**Assigned task**
Every line of the listing below needs to be reproduced exactly.
--- Records supplied ---
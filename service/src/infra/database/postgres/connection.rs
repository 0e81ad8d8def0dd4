//! [`Connection`] definitions.

use std::{fmt, future::Future};

use futures::{FutureExt as _, TryFutureExt as _};
use ouroboros::self_referencing;
use tokio_postgres::{types::ToSql, GenericClient, Row, ToStatement};
use tracerr::Traced;

use crate::infra::database::{self, postgres};

pub use deadpool_postgres::{
    Client as NonTx, CreatePoolError as PoolCreationError, Pool, PoolError,
};
pub use tokio_postgres::Error;

/// Transactional Postgres database [`Connection`].
#[self_referencing]
pub struct Tx {
    /// [`NonTx`] [`Connection`] the transaction is running in.
    conn: NonTx,

    /// Transaction running in the [`Connection`], until committed.
    #[borrows(mut conn)]
    #[not_covariant]
    tx: Option<deadpool_postgres::Transaction<'this>>,
}

impl fmt::Debug for Tx {
    fn fmt(&self, f: &mut fmt::Formatter<'_>) -> fmt::Result {
        f.debug_struct("Tx")
            .field("tx", &self.tx())
            .finish_non_exhaustive()
    }
}

impl Tx {
    /// Begins a new [`Tx`] in the provided [`NonTx`] [`Connection`].
    ///
    /// # Errors
    ///
    /// If failed to begin a transaction.
    pub async fn begin(conn: NonTx) -> Result<Self, Traced<database::Error>> {
        Self::try_new_async_send(conn, |c| {
            c.transaction().map_ok(Some).boxed()
        })
        .await
        .map_err(tracerr::from_and_wrap!(=> postgres::Error))
        .map_err(tracerr::map_from)
    }

    /// Returns the running transaction of this [`Tx`], if not committed yet.
    fn tx(&self) -> Option<&deadpool_postgres::Transaction<'_>> {
        self.with_tx(|tx| tx.as_ref())
    }

    /// Returns the running transaction of this [`Tx`].
    ///
    /// # Errors
    ///
    /// If this [`Tx`] is committed already.
    fn running(
        &self,
    ) -> Result<&deadpool_postgres::Transaction<'_>, Traced<database::Error>>
    {
        self.tx()
            .ok_or_else(|| tracerr::new!(postgres::Error::Committed))
            .map_err(tracerr::map_from)
    }

    /// Commits this [`Tx`].
    ///
    /// # Errors
    ///
    /// If failed to commit this [`Tx`], or it's committed already.
    pub async fn commit(mut self) -> Result<(), Traced<database::Error>> {
        #[expect(
            clippy::redundant_closure_for_method_calls,
            reason = "different variance, see \
                      https://doc.rust-lang.org/nomicon/subtyping.html#variance"
        )]
        let tx = self.with_tx_mut(|tx| tx.take());
        tx.ok_or_else(|| tracerr::new!(postgres::Error::Committed))
            .map_err(tracerr::map_from)?
            .commit()
            .await
            .map_err(tracerr::from_and_wrap!(=> postgres::Error))
            .map_err(tracerr::map_from)
    }
}

/// Generic database connection.
pub trait Connection {
    /// Queries the provided statement with the given parameters and returns the
    /// resulting rows.
    ///
    /// # Errors
    ///
    /// If failed to query the statement.
    fn query<T>(
        &self,
        stmt: &T,
        params: &[&(dyn ToSql + Sync)],
    ) -> impl Future<Output = Result<Vec<Row>, Traced<database::Error>>>
    where
        T: ToStatement + Send + Sync + ?Sized;

    /// Queries the provided statement with the given parameters and returns the
    /// optional resulting row.
    ///
    /// # Errors
    ///
    /// If failed to query the statement, or it returns more than one row.
    fn query_opt<T>(
        &self,
        stmt: &T,
        params: &[&(dyn ToSql + Sync)],
    ) -> impl Future<Output = Result<Option<Row>, Traced<database::Error>>>
    where
        T: ToStatement + Send + Sync + ?Sized;

    /// Executes the provided statement with the given parameters and returns
    /// the number of affected rows.
    ///
    /// # Errors
    ///
    /// If failed to execute the statement.
    fn exec<T>(
        &self,
        stmt: &T,
        params: &[&(dyn ToSql + Sync)],
    ) -> impl Future<Output = Result<u64, Traced<database::Error>>>
    where
        T: ToStatement + Send + Sync + ?Sized;
}

/// Connection holding a Postgres session able to run statements right away.
pub trait Running {
    /// Returns the client to run statements on.
    ///
    /// # Errors
    ///
    /// If this connection cannot run statements anymore.
    fn client(&self) -> Result<&impl GenericClient, Traced<database::Error>>;
}

impl Running for NonTx {
    fn client(&self) -> Result<&impl GenericClient, Traced<database::Error>> {
        Ok(&***self)
    }
}

impl Running for Tx {
    fn client(&self) -> Result<&impl GenericClient, Traced<database::Error>> {
        self.running().map(|tx| &**tx)
    }
}

impl<C: Running> Connection for C {
    async fn query<T>(
        &self,
        stmt: &T,
        params: &[&(dyn ToSql + Sync)],
    ) -> Result<Vec<Row>, Traced<database::Error>>
    where
        T: ToStatement + Send + Sync + ?Sized,
    {
        self.client()
            .map_err(tracerr::wrap!())?
            .query(stmt, params)
            .await
            .map_err(tracerr::from_and_wrap!(=> postgres::Error))
            .map_err(tracerr::map_from)
    }

    async fn query_opt<T>(
        &self,
        stmt: &T,
        params: &[&(dyn ToSql + Sync)],
    ) -> Result<Option<Row>, Traced<database::Error>>
    where
        T: ToStatement + Send + Sync + ?Sized,
    {
        self.client()
            .map_err(tracerr::wrap!())?
            .query_opt(stmt, params)
            .await
            .map_err(tracerr::from_and_wrap!(=> postgres::Error))
            .map_err(tracerr::map_from)
    }

    async fn exec<T>(
        &self,
        stmt: &T,
        params: &[&(dyn ToSql + Sync)],
    ) -> Result<u64, Traced<database::Error>>
    where
        T: ToStatement + Send + Sync + ?Sized,
    {
        self.client()
            .map_err(tracerr::wrap!())?
            .execute(stmt, params)
            .await
            .map_err(tracerr::from_and_wrap!(=> postgres::Error))
            .map_err(tracerr::map_from)
    }
}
---
**Answer section**
filename service/src/infra/database/postgres/connection.rs
repository 0e81ad8d8def0dd4
//! [`Connection`] definitions.

use std::{fmt, future::Future};

use futures::{FutureExt as _, TryFutureExt as _};
use ouroboros::self_referencing;
use tokio_postgres::{types::ToSql, GenericClient, Row, ToStatement};
use tracerr::Traced;

use crate::infra::database::{self, postgres};

pub use deadpool_postgres::{
    Client as NonTx, CreatePoolError as PoolCreationError, Pool, PoolError,
};
pub use tokio_postgres::Error;

/// Transactional Postgres database [`Connection`].
#[self_referencing]
pub struct Tx {
    /// [`NonTx`] [`Connection`] the transaction is running in.
    conn: NonTx,

    /// Transaction running in the [`Connection`], until committed.
    #[borrows(mut conn)]
    #[not_covariant]
    tx: Option<deadpool_postgres::Transaction<'this>>,
}

impl fmt::Debug for Tx {
    fn fmt(&self, f: &mut fmt::Formatter<'_>) -> fmt::Result {
        f.debug_struct("Tx")
            .field("tx", &self.tx())
            .finish_non_exhaustive()
    }
}

impl Tx {
    /// Begins a new [`Tx`] in the provided [`NonTx`] [`Connection`].
    ///
    /// # Errors
    ///
    /// If failed to begin a transaction.
    pub async fn begin(conn: NonTx) -> Result<Self, Traced<database::Error>> {
        Self::try_new_async_send(conn, |c| {
            c.transaction().map_ok(Some).boxed()
        })
        .await
        .map_err(tracerr::from_and_wrap!(=> postgres::Error))
        .map_err(tracerr::map_from)
    }

    /// Returns the running transaction of this [`Tx`], if not committed yet.
    fn tx(&self) -> Option<&deadpool_postgres::Transaction<'_>> {
        self.with_tx(|tx| tx.as_ref())
    }

    /// Returns the running transaction of this [`Tx`].
    ///
    /// # Errors
    ///
    /// If this [`Tx`] is committed already.
    fn running(
        &self,
    ) -> Result<&deadpool_postgres::Transaction<'_>, Traced<database::Error>>
    {
        self.tx()
            .ok_or_else(|| tracerr::new!(postgres::Error::Committed))
            .map_err(tracerr::map_from)
    }

    /// Commits this [`Tx`].
    ///
    /// # Errors
    ///
    /// If failed to commit this [`Tx`], or it's committed already.
    pub async fn commit(mut self) -> Result<(), Traced<database::Error>> {
        #[expect(
            clippy::redundant_closure_for_method_calls,
            reason = "different variance, see \
                      https://doc.rust-lang.org/nomicon/subtyping.html#variance"
        )]
        let tx = self.with_tx_mut(|tx| tx.take());
        tx.ok_or_else(|| tracerr::new!(postgres::Error::Committed))
            .map_err(tracerr::map_from)?
            .commit()
            .await
            .map_err(tracerr::from_and_wrap!(=> postgres::Error))
            .map_err(tracerr::map_from)
    }
}

/// Generic database connection.
pub trait Connection {
    /// Queries the provided statement with the given parameters and returns the
    /// resulting rows.
    ///
    /// # Errors
    ///
    /// If failed to query the statement.
    fn query<T>(
        &self,
        stmt: &T,
        params: &[&(dyn ToSql + Sync)],
    ) -> impl Future<Output = Result<Vec<Row>, Traced<database::Error>>>
    where
        T: ToStatement + Send + Sync + ?Sized;

    /// Queries the provided statement with the given parameters and returns the
    /// optional resulting row.
    ///
    /// # Errors
    ///
    /// If failed to query the statement, or it returns more than one row.
    fn query_opt<T>(
        &self,
        stmt: &T,
        params: &[&(dyn ToSql + Sync)],
    ) -> impl Future<Output = Result<Option<Row>, Traced<database::Error>>>
    where
        T: ToStatement + Send + Sync + ?Sized;

    /// Executes the provided statement with the given parameters and returns
    /// the number of affected rows.
    ///
    /// # Errors
    ///
    /// If failed to execute the statement.
    fn exec<T>(
        &self,
        stmt: &T,
        params: &[&(dyn ToSql + Sync)],
    ) -> impl Future<Output = Result<u64, Traced<database::Error>>>
    where
        T: ToStatement + Send + Sync + ?Sized;
}

/// Connection holding a Postgres session able to run statements right away.
pub trait Running {
    /// Returns the client to run statements on.
    ///
    /// # Errors
    ///
    /// If this connection cannot run statements anymore.
    fn client(&self) -> Result<&impl GenericClient, Traced<database::Error>>;
}

impl Running for NonTx {
    fn client(&self) -> Result<&impl GenericClient, Traced<database::Error>> {
        Ok(&***self)
    }
}

impl Running for Tx {
    fn client(&self) -> Result<&impl GenericClient, Traced<database::Error>> {
        self.running().map(|tx| &**tx)
    }
}

impl<C: Running> Connection for C {
    async fn query<T>(
        &self,
        stmt: &T,
        params: &[&(dyn ToSql + Sync)],
    ) -> Result<Vec<Row>, Traced<database::Error>>
    where
        T: ToStatement + Send + Sync + ?Sized,
    {
        self.client()
            .map_err(tracerr::wrap!())?
            .query(stmt, params)
            .await
            .map_err(tracerr::from_and_wrap!(=> postgres::Error))
            .map_err(tracerr::map_from)
    }

    async fn query_opt<T>(
        &self,
        stmt: &T,
        params: &[&(dyn ToSql + Sync)],
    ) -> Result<Option<Row>, Traced<database::Error>>
    where
        T: ToStatement + Send + Sync + ?Sized,
    {
        self.client()
            .map_err(tracerr::wrap!())?
            .query_opt(stmt, params)
            .await
            .map_err(tracerr::from_and_wrap!(=> postgres::Error))
            .map_err(tracerr::map_from)
    }

    async fn exec<T>(
        &self,
        stmt: &T,
        params: &[&(dyn ToSql + Sync)],
    ) -> Result<u64, Traced<database::Error>>
    where
        T: ToStatement + Send + Sync + ?Sized,
    {
        self.client()
            .map_err(tracerr::wrap!())?
            .execute(stmt, params)
            .await
            .map_err(tracerr::from_and_wrap!(=> postgres::Error))
            .map_err(tracerr::map_from)
    }
}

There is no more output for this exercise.